Gli effettori intracellulari terminali di queste cascate possono quindi fosforilare una serie di substrati, come fattori di trascrizione, legame con l’RNA, proteine della matrice citoscheletrica ed extracellulare. Runx220, Hand121, Dlx3/5 22,23,24, Gli1-3 25 e Sox926 sono tra i fattori di trascrizione fosforilati nel contesto dello sviluppo craniofacciale. Questa modifica post-traduzionale (PTM) può influenzare direttamente la suscettibilità a PTM alternativi, dimerizzazione, stabilità, scissione e / o affinità di legame con il DNA, tra le altre attività 20,21,25,26. Inoltre, la proteina legante l’RNA Srsf3 è fosforilata nel contesto dello sviluppo craniofacciale, portando alla sua traslocazione nucleare27. In generale, è stato dimostrato che la fosforilazione delle proteine leganti l’RNA influisce sulla loro localizzazione subcellulare, sulle interazioni proteina-proteina, sul legame con l’RNA e/o sulla specificità della sequenza28. Inoltre, la fosforilazione dell’actomiosina può portare a riarrangiamenti citoscheletrici durante lo sviluppo craniofacciale29,30 e la fosforilazione delle proteine della matrice extracellulare, come le glicoproteine legate al ligando N legate all’integrina, contribuisce alla biomineralizzazione durante lo sviluppo scheletrico31. Attraverso quanto sopra e numerosi altri esempi, è evidente che ci sono ampie implicazioni per la fosforilazione delle proteine durante lo sviluppo craniofacciale. Aggiungendo un ulteriore livello di regolazione, la fosforilazione delle proteine è ulteriormente modulata dalle fosfatasi, che contrastano le chinasi rimuovendo i gruppi fosfato.

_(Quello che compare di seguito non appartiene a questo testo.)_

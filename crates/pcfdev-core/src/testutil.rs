//! In-memory collaborators for unit tests.

use crate::config::PcfdevConfig;
use crate::context::{Collaborators, Context};
use crate::error::Result as CoreResult;
use crate::factory::VmFactory;
use crate::host::{CertStore, CloudFoundryCli, Ui};
use crate::provision;
use async_trait::async_trait;
use pcfdev_vm::{
    ip_for_subnet, AddressTable, Driver, GuestShell, HostMemory, HostNetwork, NetworkInterface,
    Prober, Result, RunState, VmError, VmResources,
};
use std::collections::{BTreeMap, HashMap};
use std::net::Ipv4Addr;
use std::path::Path;
use std::sync::{Arc, Mutex};
use std::time::Duration;

/// Name of the VM most tests operate on.
pub const TEST_VM: &str = "pcfdev-test";

struct FakeVm {
    state: RunState,
    interface: Option<String>,
    resources: VmResources,
    ports: HashMap<String, u16>,
}

#[derive(Default)]
struct DriverState {
    vms: BTreeMap<String, FakeVm>,
    host_only: Vec<NetworkInterface>,
    calls: Vec<String>,
    failures: HashMap<String, String>,
}

/// Hypervisor that keeps VMs in memory and records every call.
#[derive(Default)]
pub struct FakeDriver {
    state: Mutex<DriverState>,
}
//! Diagnostic bundle for bug reports.

use crate::config::{VmConfig, SSH_HOST};
use crate::context::Context;
use crate::error::Result;
use chrono::Utc;
use std::path::{Path, PathBuf};

/// Guest commands whose output goes into the bundle, keyed by file name.
const GUEST_COMMANDS: &[(&str, &str)] = &[
    ("ifconfig.txt", "ifconfig"),
    ("routes.txt", "route -n"),
    ("resolv.conf.txt", "cat /etc/resolv.conf"),
    ("disk-usage.txt", "df -h"),
    ("processes.txt", "ps aux"),
    ("provision.log", "sudo cat /var/pcfdev/provision.log"),
    ("reset.log", "sudo cat /var/pcfdev/reset.log"),
    ("monit-summary.txt", "sudo /var/vcap/bosh/bin/monit summary"),
];

/// Write hypervisor and (optionally) guest diagnostics to a new directory
/// under `dir`.
///
/// A failing guest command does not abort collection; its error is written
/// in place of the output.
pub(crate) async fn collect(
    ctx: &Context,
    config: &VmConfig,
    dir: &Path,
    include_guest: bool,
) -> Result<()> {
    let target = bundle_dir(dir);
    tokio::fs::create_dir_all(&target).await?;

    let vm_info = ctx.vbox.driver().vm_info(&config.name).await?;
    tokio::fs::write(target.join("vm-info.txt"), vm_info).await?;

    if include_guest {
        for (file, command) in GUEST_COMMANDS {
            let contents = match ctx
                .shell
                .get_output(command, SSH_HOST, config.ssh_port, ctx.settings.ssh_timeout)
                .await
            {
                Ok(output) => output,
                Err(e) => {
                    tracing::warn!(vm = %config.name, command, error = %e, "Debug command failed");
                    format!("failed to run `{command}`: {e}\n")
                }
            };
            tokio::fs::write(target.join(file), contents).await?;
        }
    }

    tracing::info!(vm = %config.name, path = %target.display(), "Collected debug logs");
    ctx.ui
        .say(&format!("Debug logs written to {}", target.display()));
    Ok(())
}

fn bundle_dir(dir: &Path) -> PathBuf {
    dir.join(format!("pcfdev-debug-{}", Utc::now().format("%Y%m%d-%H%M%S")))
}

Questi eventi di fosforilazione sia a livello di recettore che di molecola effettrice sono fondamentali per la propagazione delle vie di segnalazione e alla fine provocano cambiamenti nell’espressione genica nel nucleo, guidando attività cellulari specifiche, come la migrazione, la proliferazione, la sopravvivenza e la differenziazione, che si traducono in una corretta formazione del volto dei mammiferi. Data la specificità del contesto delle interazioni proteiche con chinasi e fosfatasi, i conseguenti cambiamenti nelle PTM e i loro effetti sull’attività cellulare, è fondamentale che questi parametri siano studiati in un contesto fisiologicamente rilevante per ottenere una comprensione completa del contributo degli eventi di fosforilazione allo sviluppo craniofacciale. Qui vengono forniti esempi di due contesti in cui studiare la fosforilazione delle proteine e, quindi, l’attivazione delle vie di segnalazione durante lo sviluppo craniofacciale dei mammiferi: i processi facciali dei topi, in particolare i processi mascellari E11.5, e le cellule mesenchimiche palatali embrionali di topo in coltura derivate da scaffali palatali secondari E13.5 – entrambi primari32 e immortalati33 . A E11.5, i processi mascellari sono in fase di fusione con i processi nasali laterali e mediali1, rappresentando così un punto temporale critico durante lo sviluppo craniofacciale del topo. Inoltre, i processi mascellari e le cellule derivate dagli scaffali palatali sono stati scelti qui perché queste ultime strutture sono derivati delle prime, fornendo così ai ricercatori l’opportunità di interrogare la fosforilazione proteica in vivo e in vitro in contesti correlati. Tuttavia, questo protocollo è applicabile anche a processi facciali alternativi e punti temporali di sviluppo.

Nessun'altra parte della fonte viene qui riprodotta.